● **Listed records**:
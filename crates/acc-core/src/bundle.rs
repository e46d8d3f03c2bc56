use rust_embed::Embed;
use std::path::PathBuf;

/// Label used as the root of the embedded tree in reports and logs.
pub const BUNDLE_LABEL: &str = "<bundled>";

#[derive(Embed)]
#[folder = "../../components/"]
struct Components;

/// Every embedded component as `(relative path, bytes)`.
pub fn files() -> Vec<(PathBuf, Vec<u8>)> {
    Components::iter()
        .filter_map(|name| {
            let file = <Components as Embed>::get(&name)?;
            Some((PathBuf::from(name.as_ref()), file.data.into_owned()))
        })
        .collect()
}
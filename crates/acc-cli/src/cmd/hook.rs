use crate::output::print_json;
use acc_core::fs::DiskFs;
use acc_core::hook::{self, HookOutcome, LifecycleEvent, SyncRequest};
use acc_core::report::UpgradeReport;
use acc_core::{paths, SourceSpec};
use serde::Serialize;
use std::io::Read;
use std::path::Path;

/// Global options the user set explicitly. They win over a hook payload.
pub struct Overrides {
    /// `--root` or `ACC_ROOT` was given.
    pub root: bool,
    pub source: Option<SourceSpec>,
}

#[derive(Serialize)]
struct HookJson<'a> {
    synced: bool,
    #[serde(skip_serializing_if = "Option::is_none")]
    report: Option<&'a UpgradeReport>,
    #[serde(skip_serializing_if = "Option::is_none")]
    warning: Option<&'a str>,
}

/// `acc hook`: preserve-mode sync for package-manager scripts.
///
/// Problems are reported as warnings and the command still succeeds, so a
/// broken component sync never fails the host's dependency install.
pub fn run(
    root: &Path,
    overrides: &Overrides,
    event: Option<&str>,
    payload: Option<&str>,
    json: bool,
) -> anyhow::Result<()> {
    let (event, request) = match resolve(root, overrides, event, payload) {
        Ok(resolved) => resolved,
        Err(message) => {
            let message = format!("component sync skipped: {message}");
            tracing::warn!("{message}");
            return degraded(&message, json);
        }
    };

    match hook::on_lifecycle_event(event, &request, &DiskFs) {
        HookOutcome::Synced(report) => {
            if json {
                print_json(&HookJson {
                    synced: true,
                    report: Some(&report),
                    warning: None,
                })?;
            } else if report.created > 0 {
                println!(
                    "acc: added {} component file(s) to {}",
                    report.created,
                    request.target_root.display()
                );
            }
            Ok(())
        }
        // Already logged as a warning.
        HookOutcome::Degraded(message) => degraded(&message, json),
    }
}

fn degraded(message: &str, json: bool) -> anyhow::Result<()> {
    if json {
        print_json(&HookJson {
            synced: false,
            report: None,
            warning: Some(message),
        })?;
    }
    Ok(())
}

fn resolve(
    root: &Path,
    overrides: &Overrides,
    event: Option<&str>,
    payload: Option<&str>,
) -> Result<(LifecycleEvent, SyncRequest), String> {
    if let Some(payload) = payload {
        let json = read_payload(payload)
            .map_err(|e| format!("cannot read event payload {payload}: {e}"))?;
        let (event, mut request) = hook::parse_event(&json).map_err(|e| e.to_string())?;
        if overrides.root {
            request.target_root = paths::target_root(root);
        }
        if let Some(source) = &overrides.source {
            request.source = source.clone();
        }
        return Ok((event, request));
    }

    let event = event
        .ok_or_else(|| "no lifecycle event given".to_string())?
        .parse::<LifecycleEvent>()?;
    let source = overrides.source.clone().unwrap_or(SourceSpec::Bundled);
    Ok((event, SyncRequest::for_project(source, root)))
}

fn read_payload(arg: &str) -> std::io::Result<String> {
    if arg == "-" {
        let mut buf = String::new();
        std::io::stdin().read_to_string(&mut buf)?;
        Ok(buf)
    } else {
        std::fs::read_to_string(arg)
    }
}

● **Exercise**:
For each record above, output it exactly as written.

● **Task solution**:
filename crates/acc-core/src/bundle.rs
repository e46d8d3f03c2bc56
use rust_embed::Embed;
use std::path::PathBuf;

/// Label used as the root of the embedded tree in reports and logs.
pub const BUNDLE_LABEL: &str = "<bundled>";

#[derive(Embed)]
#[folder = "../../components/"]
struct Components;

/// Every embedded component as `(relative path, bytes)`.
pub fn files() -> Vec<(PathBuf, Vec<u8>)> {
    Components::iter()
        .filter_map(|name| {
            let file = <Components as Embed>::get(&name)?;
            Some((PathBuf::from(name.as_ref()), file.data.into_owned()))
        })
        .collect()
}
filename crates/acc-cli/src/cmd/hook.rs
use crate::output::print_json;
use acc_core::fs::DiskFs;
use acc_core::hook::{self, HookOutcome, LifecycleEvent, SyncRequest};
use acc_core::report::UpgradeReport;
use acc_core::{paths, SourceSpec};
use serde::Serialize;
use std::io::Read;
use std::path::Path;

/// Global options the user set explicitly. They win over a hook payload.
pub struct Overrides {
    /// `--root` or `ACC_ROOT` was given.
    pub root: bool,
    pub source: Option<SourceSpec>,
}

#[derive(Serialize)]
struct HookJson<'a> {
    synced: bool,
    #[serde(skip_serializing_if = "Option::is_none")]
    report: Option<&'a UpgradeReport>,
    #[serde(skip_serializing_if = "Option::is_none")]
    warning: Option<&'a str>,
}

/// `acc hook`: preserve-mode sync for package-manager scripts.
///
/// Problems are reported as warnings and the command still succeeds, so a
/// broken component sync never fails the host's dependency install.
pub fn run(
    root: &Path,
    overrides: &Overrides,
    event: Option<&str>,
    payload: Option<&str>,
    json: bool,
) -> anyhow::Result<()> {
    let (event, request) = match resolve(root, overrides, event, payload) {
        Ok(resolved) => resolved,
        Err(message) => {
            let message = format!("component sync skipped: {message}");
            tracing::warn!("{message}");
            return degraded(&message, json);
        }
    };

    match hook::on_lifecycle_event(event, &request, &DiskFs) {
        HookOutcome::Synced(report) => {
            if json {
                print_json(&HookJson {
                    synced: true,
                    report: Some(&report),
                    warning: None,
                })?;
            } else if report.created > 0 {
                println!(
                    "acc: added {} component file(s) to {}",
                    report.created,
                    request.target_root.display()
                );
            }
            Ok(())
        }
        // Already logged as a warning.
        HookOutcome::Degraded(message) => degraded(&message, json),
    }
}

fn degraded(message: &str, json: bool) -> anyhow::Result<()> {
    if json {
        print_json(&HookJson {
            synced: false,
            report: None,
            warning: Some(message),
        })?;
    }
    Ok(())
}

fn resolve(
    root: &Path,
    overrides: &Overrides,
    event: Option<&str>,
    payload: Option<&str>,
) -> Result<(LifecycleEvent, SyncRequest), String> {
    if let Some(payload) = payload {
        let json = read_payload(payload)
            .map_err(|e| format!("cannot read event payload {payload}: {e}"))?;
        let (event, mut request) = hook::parse_event(&json).map_err(|e| e.to_string())?;
        if overrides.root {
            request.target_root = paths::target_root(root);
        }
        if let Some(source) = &overrides.source {
            request.source = source.clone();
        }
        return Ok((event, request));
    }

    let event = event
        .ok_or_else(|| "no lifecycle event given".to_string())?
        .parse::<LifecycleEvent>()?;
    let source = overrides.source.clone().unwrap_or(SourceSpec::Bundled);
    Ok((event, SyncRequest::for_project(source, root)))
}

fn read_payload(arg: &str) -> std::io::Result<String> {
    if arg == "-" {
        let mut buf = String::new();
        std::io::stdin().read_to_string(&mut buf)?;
        Ok(buf)
    } else {
        std::fs::read_to_string(arg)
    }
}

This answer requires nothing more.